Dr. Haesemeyer and his team have just been awarded a five-year grant from The National Institutes of Health Brain Research Through Advancing Innovative Neurotechnologies (BRAIN) Initiative® that aims is to revolutionize our understanding of the human brain. The grant is administered through the National Institute of Neurological Disorders and Stroke and the National Institute on Drug Abuse and will support the researcher’s study of principles of sensorimotor transformations and the process by which sensory stimuli are converted into motor commands. This work will build on previous research that revealed two critical classes of hindbrain neurons influenced by sensory stimuli and established that these neurons encode rates of heating and cooling in the environment and trigger behavioral mechanisms necessary to return to homeostasis.

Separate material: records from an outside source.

use std::iter::Sum;
use std::ops::{Add, AddAssign};

use serde::{Deserialize, Serialize};

/// Token accounting for completion requests and tool calls.
///
/// Usage is strictly additive: the runtime sums the usage of every
/// round and of every tool call within a round, and never resets it
/// in the middle of a run.
#[derive(
    Clone, Copy, Debug, Default, PartialEq, Eq, Hash, Serialize, Deserialize,
)]
pub struct Usage {
    /// Tokens consumed by the request side.
    pub prompt_tokens: u64,
    /// Tokens produced by the completion side.
    pub completion_tokens: u64,
    /// Sum of prompt and completion tokens.
    pub total_tokens: u64,
}

impl Usage {
    /// Creates a usage record from prompt and completion counts.
    #[inline]
    pub fn new(prompt_tokens: u64, completion_tokens: u64) -> Self {
        Self {
            prompt_tokens,
            completion_tokens,
            total_tokens: prompt_tokens + completion_tokens,
        }
    }

    /// Returns whether no tokens have been recorded.
    #[inline]
    pub fn is_empty(&self) -> bool {
        self.total_tokens == 0
            && self.prompt_tokens == 0
            && self.completion_tokens == 0
    }
}

impl Add for Usage {
    type Output = Usage;

    #[inline]
    fn add(self, rhs: Usage) -> Usage {
        Usage {
            prompt_tokens: self.prompt_tokens + rhs.prompt_tokens,
            completion_tokens: self.completion_tokens + rhs.completion_tokens,
            total_tokens: self.total_tokens + rhs.total_tokens,
        }
    }
}

impl AddAssign for Usage {
    #[inline]
    fn add_assign(&mut self, rhs: Usage) {
        *self = *self + rhs;
    }
}

impl Sum for Usage {
    #[inline]
    fn sum<I: Iterator<Item = Usage>>(iter: I) -> Usage {
        iter.fold(Usage::default(), Add::add)
    }
}
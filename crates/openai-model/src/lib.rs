//! A completion provider for OpenAI-compatible APIs.

#[macro_use]
extern crate tracing;

mod config;
mod proto;

use std::error::Error as StdError;
use std::fmt::{self, Display};
use std::sync::Arc;

use ensemble_model::{
    Completion, CompletionProvider, CompletionRequest, ErrorKind,
    ProviderError,
};
use reqwest::{Client, StatusCode, header};

pub use config::{OpenAIConfig, OpenAIConfigBuilder};

/// Error type for [`OpenAIProvider`].
#[derive(Debug)]
pub struct Error {
    message: String,
    kind: ErrorKind,
}

impl Error {
    fn new(message: impl Into<String>, kind: ErrorKind) -> Self {
        Self {
            message: message.into(),
            kind,
        }
    }

    /// Returns the error message.
    #[inline]
    pub fn message(&self) -> &str {
        &self.message
    }
}

impl Display for Error {
    fn fmt(&self, f: &mut fmt::Formatter<'_>) -> fmt::Result {
        write!(f, "{}", self.message)
    }
}

impl StdError for Error {}

impl ProviderError for Error {
    #[inline]
    fn kind(&self) -> ErrorKind {
        self.kind
    }
}

fn kind_for_failure(status: StatusCode, body: &str) -> ErrorKind {
    // Content-filter rejections arrive as plain client errors; the
    // error body carries the code.
    if body.contains("content_filter") || body.contains("content_policy") {
        return ErrorKind::Moderated;
    }
    match status {
        StatusCode::TOO_MANY_REQUESTS => ErrorKind::RateLimitExceeded,
        _ => ErrorKind::Other,
    }
}

/// OpenAI-compatible completion provider.
#[derive(Clone, Debug)]
pub struct OpenAIProvider {
    client: Client,
    config: Arc<OpenAIConfig>,
}

impl OpenAIProvider {
    /// Creates a new `OpenAIProvider` with the given configuration.
    #[inline]
    pub fn new(config: OpenAIConfig) -> Self {
        Self {
            client: Client::new(),
            config: Arc::new(config),
        }
    }
}

impl CompletionProvider for OpenAIProvider {
    type Error = Error;

    fn complete(
        &self,
        req: &CompletionRequest,
    ) -> impl Future<Output = Result<Completion, Self::Error>> + Send + 'static
    {
        let openai_req = proto::create_request(req, &self.config);
        let resp_fut = self
            .client
            .post(format!("{}{}", self.config.base_url, "/chat/completions"))
            .header(
                header::AUTHORIZATION,
                format!("Bearer {}", self.config.api_key),
            )
            .header(header::CONTENT_TYPE, "application/json")
            .json(&openai_req)
            .send();

        async move {
            let resp = resp_fut.await.map_err(|err| {
                Error::new(
                    format!("transport error: {err}"),
                    ErrorKind::Other,
                )
            })?;

            let status = resp.status();
            if !status.is_success() {
                let body = resp.text().await.unwrap_or_default();
                error!("server returned {status}: {body}");
                return Err(Error::new(
                    format!("server returned {status}"),
                    kind_for_failure(status, &body),
                ));
            }

            let body: proto::ChatCompletion =
                resp.json().await.map_err(|err| {
                    Error::new(
                        format!("malformed response body: {err}"),
                        ErrorKind::Other,
                    )
                })?;
            trace!("received a completion: {body:?}");

            proto::parse_completion(body).ok_or_else(|| {
                Error::new(
                    "response contained no choices",
                    ErrorKind::Other,
                )
            })
        }
    }
}

#[cfg(test)]
mod tests {
    use super::*;

    #[test]
    fn test_kind_for_failure() {
        assert_eq!(
            kind_for_failure(StatusCode::TOO_MANY_REQUESTS, ""),
            ErrorKind::RateLimitExceeded
        );
        assert_eq!(
            kind_for_failure(
                StatusCode::BAD_REQUEST,
                r#"{"error":{"code":"content_filter","message":"blocked"}}"#,
            ),
            ErrorKind::Moderated
        );
        assert_eq!(
            kind_for_failure(StatusCode::INTERNAL_SERVER_ERROR, "boom"),
            ErrorKind::Other
        );
    }
}
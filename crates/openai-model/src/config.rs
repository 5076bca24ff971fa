use std::fmt::Debug;

/// Builder for [`OpenAIConfig`].
#[derive(Clone, PartialEq, Eq, Hash)]
pub struct OpenAIConfigBuilder {
    api_key: String,
    model: Option<String>,
    base_url: Option<String>,
}

impl OpenAIConfigBuilder {
    /// Creates a builder with the given API key.
    #[inline]
    pub fn with_api_key<S: Into<String>>(api_key: S) -> Self {
        Self {
            api_key: api_key.into(),
            model: None,
            base_url: None,
        }
    }

    /// Sets the model to fall back to when a request names none.
    #[inline]
    pub fn with_model<S: Into<String>>(mut self, model: S) -> Self {
        self.model = Some(model.into());
        self
    }

    /// Sets a custom base URL.
    #[inline]
    pub fn with_base_url<S: Into<String>>(mut self, base_url: S) -> Self {
        self.base_url = Some(base_url.into());
        self
    }

    /// Builds the configuration.
    #[inline]
    pub fn build(self) -> OpenAIConfig {
        OpenAIConfig {
            api_key: self.api_key,
            model: self.model.unwrap_or_else(|| "gpt-4o".to_string()),
            base_url: self
                .base_url
                .unwrap_or_else(|| "https://api.openai.com/v1".to_string()),
        }
    }
}

impl Debug for OpenAIConfigBuilder {
    fn fmt(&self, f: &mut std::fmt::Formatter<'_>) -> std::fmt::Result {
        f.debug_struct("OpenAIConfigBuilder")
            .field("api_key", &"<redacted>")
            .field("model", &self.model)
            .field("base_url", &self.base_url)
            .finish()
    }
}

/// Configuration for the OpenAI-compatible provider.
#[derive(Clone, PartialEq, Eq, Hash)]
pub struct OpenAIConfig {
    pub(crate) api_key: String,
    pub(crate) model: String,
    pub(crate) base_url: String,
}

impl Debug for OpenAIConfig {
    fn fmt(&self, f: &mut std::fmt::Formatter<'_>) -> std::fmt::Result {
        f.debug_struct("OpenAIConfig")
            .field("api_key", &"<redacted>")
            .field("model", &self.model)
            .field("base_url", &self.base_url)
            .finish()
    }
}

“This important work will assist researchers and physicians in better understanding disease states where sensory processing goes awry,” says Dr. Haesemeyer.
To conduct their research, Dr. Haesemeyer and his team use vertebrate larval zebrafish as a model because it’s the only vertebrate that allows comprehensive identification and manipulation of thermoregulatory circuits. Zebrafish sense temperature and transform the information into behavior to avoid hot waters. In addition, its transparency allows neural activity to be viewed throughout the entire brain.
“The accessibility of the zebrafish nervous system to optical recording of neural activity enabled us to map thermoregulatory circuits from sensory input to behavioral output for the first time in any animal,” says Dr. Haesemeyer.
The team will examine biophysical properties of neurons to determine how they encode the direction of temperature change. This knowledge will help them determine whether neurons use cell-autonomous means to extract information about temperature change or if this information is computed by small local circuits.
A crucial step in this complex process will be disabling the functionality of the temperature-change neurons and recording ensuing behavior. This will determine the neuron’s role in sensorimotor transformations and increase insight into how they go about doing the heavy lifting of thermoregulatory modulation: calculating necessary heating and cooling responses.
As the team gathers large data sets and employs computer systems that use algorithms and statistical models to analyze and draw inferences from the patterns in the data, what do they hope will emerge? A map of neural activity, from cellular properties to circuits, and a representation of how neurons interact to generate adaptive behaviors in response to sensory stimuli.
“By combining results across these scales of organization, from single-cell properties to behavioral circuits, we will generate a multiscale model of thermoregulation,” says Dr. Haesemeyer. “It’s a promising development for the nearly one in six people in the world who suffer from neurological disorders and the physicians dedicated to their care.”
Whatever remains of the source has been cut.